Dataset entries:
——

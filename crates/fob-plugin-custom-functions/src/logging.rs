//! Subscriber setup for hosts that run the custom functions plugin standalone
//!
//! Only available with the `logging` feature. The plugin itself only emits
//! `tracing` events prefixed with `[fob-custom-functions]`; a bundler that
//! already installs a subscriber does not need this module.
//!
//! What each level shows:
//!
//! - `error`: every message reported by the metadata generator
//! - `warn`: function names dropped from the aggregation module as duplicates
//! - `info`: generation runs and the artifacts written by `write_bundle`
//! - `debug`: per-file registration counts, bundler cwd adoption, artifact sizes

use crate::config::{ENV_PREFIX, LOG_ENV_KEY};
use std::sync::Once;
use tracing_subscriber::{
    filter::LevelFilter, fmt, layer::SubscriberExt, util::SubscriberInitExt, EnvFilter,
};

static INIT: Once = Once::new();

/// Variable holding a [`LogLevel`] name, e.g. `FOB_CUSTOM_FUNCTIONS_LOG=debug`
pub fn log_level_var() -> String {
    format!("{}{}", ENV_PREFIX, LOG_ENV_KEY)
}

/// How much of the plugin's activity reaches the terminal
#[derive(Debug, Clone, Copy, Default, PartialEq, Eq)]
pub enum LogLevel {
    /// Nothing, not even generator errors
    Silent,
    /// Generator errors only
    Error,
    /// Errors plus skipped duplicate exports
    Warn,
    /// Generation runs and written artifacts
    #[default]
    Info,
    /// Everything, including per-module registration counts
    Debug,
}

impl LogLevel {
    fn as_filter(&self) -> &'static str {
        match self {
            LogLevel::Silent => "off",
            LogLevel::Error => "error",
            LogLevel::Warn => "warn",
            LogLevel::Info => "info",
            LogLevel::Debug => "debug",
        }
    }

    fn as_level_filter(&self) -> LevelFilter {
        match self {
            LogLevel::Silent => LevelFilter::OFF,
            LogLevel::Error => LevelFilter::ERROR,
            LogLevel::Warn => LevelFilter::WARN,
            LogLevel::Info => LevelFilter::INFO,
            LogLevel::Debug => LevelFilter::DEBUG,
        }
    }

    /// Level named by `FOB_CUSTOM_FUNCTIONS_LOG`, if set and valid
    pub fn from_env() -> Option<Self> {
        std::env::var(log_level_var()).ok()?.parse().ok()
    }
}

impl std::str::FromStr for LogLevel {
    type Err = String;

    fn from_str(s: &str) -> Result<Self, Self::Err> {
        match s.trim().to_lowercase().as_str() {
            "silent" | "off" => Ok(LogLevel::Silent),
            "error" => Ok(LogLevel::Error),
            "warn" | "warning" => Ok(LogLevel::Warn),
            "info" => Ok(LogLevel::Info),
            "debug" => Ok(LogLevel::Debug),
            other => Err(format!("Invalid log level: {}", other)),
        }
    }
}

impl std::fmt::Display for LogLevel {
    fn fmt(&self, f: &mut std::fmt::Formatter<'_>) -> std::fmt::Result {
        write!(f, "{}", self.as_filter())
    }
}

fn install(filter: EnvFilter) {
    tracing_subscriber::registry()
        .with(filter)
        .with(fmt::layer().compact().with_target(false).without_time())
        .init();
}

/// Print plugin events at `level`; `RUST_LOG` directives are layered on top
///
/// Only the first call in a process installs a subscriber.
///
/// # Example
///
/// ```rust,no_run
/// use fob_plugin_custom_functions::logging::{init_logging, LogLevel};
/// use fob_plugin_custom_functions::{CustomFunctionsOptions, FobCustomFunctionsPlugin};
///
/// init_logging(LogLevel::Debug);
/// let plugin = FobCustomFunctionsPlugin::new(CustomFunctionsOptions::new(
///     "src/functions.ts",
///     "functions.json",
/// ));
/// ```
pub fn init_logging(level: LogLevel) {
    INIT.call_once(|| {
        let filter = EnvFilter::builder()
            .with_default_directive(level.as_level_filter().into())
            .from_env_lossy();
        install(filter);
    });
}

/// Like [`init_logging`], taking the level from `FOB_CUSTOM_FUNCTIONS_LOG`
///
/// Without that variable, `RUST_LOG` decides, and info is the fallback.
pub fn init_logging_from_env() {
    if let Some(level) = LogLevel::from_env() {
        init_logging(level);
        return;
    }

    INIT.call_once(|| {
        let filter = EnvFilter::try_from_default_env().unwrap_or_else(|_| {
            EnvFilter::builder()
                .with_default_directive(LevelFilter::INFO.into())
                .from_env_lossy()
        });
        install(filter);
    });
}

#[cfg(test)]
mod tests {
    use super::*;
    use serial_test::serial;

    #[test]
    fn test_log_level_from_str() {
        assert_eq!("debug".parse::<LogLevel>().unwrap(), LogLevel::Debug);
        assert_eq!("WARNING".parse::<LogLevel>().unwrap(), LogLevel::Warn);
        assert_eq!(" off ".parse::<LogLevel>().unwrap(), LogLevel::Silent);
        assert!("loud".parse::<LogLevel>().is_err());
    }

    #[test]
    fn test_log_level_display() {
        assert_eq!(LogLevel::default().to_string(), "info");
        assert_eq!(LogLevel::Silent.to_string(), "off");
    }

    #[test]
    #[serial]
    fn test_log_level_from_env() {
        let var = log_level_var();
        assert_eq!(var, "FOB_CUSTOM_FUNCTIONS_LOG");

        std::env::set_var(&var, "warn");
        assert_eq!(LogLevel::from_env(), Some(LogLevel::Warn));

        std::env::set_var(&var, "chatty");
        assert_eq!(LogLevel::from_env(), None);

        std::env::remove_var(&var);
        assert_eq!(LogLevel::from_env(), None);
    }
}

——

*YOUR TASK*
Would you please copy all lines in the data that contain the word "parse"?

*TASK RESPONSE*
        std::env::var(log_level_var()).ok()?.parse().ok()
        assert_eq!("debug".parse::<LogLevel>().unwrap(), LogLevel::Debug);
        assert_eq!("WARNING".parse::<LogLevel>().unwrap(), LogLevel::Warn);
        assert_eq!(" off ".parse::<LogLevel>().unwrap(), LogLevel::Silent);
        assert!("loud".parse::<LogLevel>().is_err());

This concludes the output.